Dia mengatakan, menguburkan hewan saja tidak cukup.

Mereka harus ditempatkan setidaknya dua meter di bawah untuk menghindari spora melayang kembali selama banjir atau aktivitas cacing tanah menyebarkannya melalui tanah seiring waktu.

Dekontaminasi menyeluruh akan menjadi tantangan yang berkelanjutan.

Pulau ini kini ditinggalkan dan tetap terkontaminasi akibat pengujian di udara terbuka selama beberapa dekade

Sejarah suram Pulau Voz masih menghantui pantai-pantainya yang kosong.

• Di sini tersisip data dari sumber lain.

use std::fmt;

#[derive(Clone, Copy, PartialEq, Eq, Hash)]
pub enum ComparisonOp {
    Eq,
    NotEq,
    Lt,
    LtEq,
    Gt,
    GtEq
}

impl fmt::Display for ComparisonOp {
    fn fmt(&self, f: &mut fmt::Formatter<'_>) -> fmt::Result {
        match self {
            ComparisonOp::Eq => write!(f, "="),
            ComparisonOp::NotEq => write!(f, "<>"),
            ComparisonOp::Lt => write!(f, "<"),
            ComparisonOp::LtEq => write!(f, "<="),
            ComparisonOp::Gt => write!(f, ">"),
            ComparisonOp::GtEq => write!(f, ">="),
        }
    }
}

impl fmt::Debug for ComparisonOp {
    fn fmt(&self, f: &mut fmt::Formatter<'_>) -> fmt::Result {
        write!(f, "ComparisonOp({})", self)
    }
}

#[derive(Clone, Copy, PartialEq, Eq, Hash)]
pub enum ArithmeticOp {
    Add,
    Sub,
    Mul,
    Div,
    Mod
}

impl fmt::Display for ArithmeticOp {
    fn fmt(&self, f: &mut fmt::Formatter<'_>) -> fmt::Result {
        match self {
            ArithmeticOp::Add => write!(f, "+"),
            ArithmeticOp::Sub => write!(f, "-"),
            ArithmeticOp::Mul => write!(f, "*"),
            ArithmeticOp::Div => write!(f, "/"),
            ArithmeticOp::Mod => write!(f, "%"),
        }
    }
}

impl fmt::Debug for ArithmeticOp {
    fn fmt(&self, f: &mut fmt::Formatter<'_>) -> fmt::Result {
        write!(f, "ArithmeticOp({})", self)
    }
}

/// Two-input joins. Cross joins are n-ary and have their own node.
#[derive(Debug, Clone, Copy, PartialEq, Eq, Hash)]
pub enum JoinKind {
    Inner,
    LeftOuter,
    FullOuter,
}

impl JoinKind {
    pub fn keyword(self) -> &'static str {
        match self {
            JoinKind::Inner => "INNER JOIN",
            JoinKind::LeftOuter => "LEFT OUTER JOIN",
            JoinKind::FullOuter => "FULL OUTER JOIN",
        }
    }
}

#[derive(Debug, Clone, Copy, PartialEq, Eq, Hash)]
pub enum ApplyKind {
    Cross,
    Outer,
}

#[derive(Debug, Clone, Copy, PartialEq, Eq, Hash)]
pub enum SetOpKind {
    UnionAll,
    Union,
    Intersect,
    Except,
}

impl SetOpKind {
    pub fn keyword(self) -> &'static str {
        match self {
            SetOpKind::UnionAll => "UNION ALL",
            SetOpKind::Union => "UNION",
            SetOpKind::Intersect => "INTERSECT",
            SetOpKind::Except => "EXCEPT",
        }
    }
}

#[derive(Debug, Clone, Copy, PartialEq, Eq, Hash)]
pub enum QuantifierKind {
    Any,
    All,
}

#[derive(Debug, Clone, Copy, PartialEq, Eq, Hash)]
pub enum TypeTestKind {
    IsOf,
    IsOfOnly,
    OfType,
    OfTypeOnly,
    Treat,
}

#[derive(Debug, Clone, Copy, PartialEq, Eq, Hash)]
pub enum ReferenceKind {
    Ref,
    Deref,
    EntityRef,
    RefKey,
}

Dulunya merupakan titik kecil di Laut Aral yang luas, namun kini menjadi jauh lebih besar ketika proyek pengairan mengambil air dari laut.

Sekarang, wilayah ini terhubung ke daratan sebagai semenanjung, dan daratannya sepuluh kali lebih luas.

Namun, seperti yang telah kita bahas, Vozrozhdeniya adalah tempat yang berbahaya.

Masih sulit dan berisiko untuk mengunjungi pulau itu.

Masyarakat setempat tahu untuk menjauh dan tidak suka naik perahu melintasi laut yang menyusut untuk mencapai tempat yang kosong.

Di pulau itu terdapat sisa-sisa kota bernama Kantubek.

Saat itu, terdapat rumah bagi ilmuwan dan pekerja, kafetaria, dan sekolah untuk berpura-pura semuanya normal.

Namun di antara bangunan-bangunan sehari-hari terdapat tanda-tanda kebenaran yang benar-benar menakutkan, yaitu gambar tentara yang memudar dan buku-buku tentang komunisme.

Yang paling meresahkan adalah keheningan yang luar biasa, bahkan tanpa jejak burung atau serangga.

Meskipun pengujian sudah lama dihentikan, residu patogen berbahaya masih ada.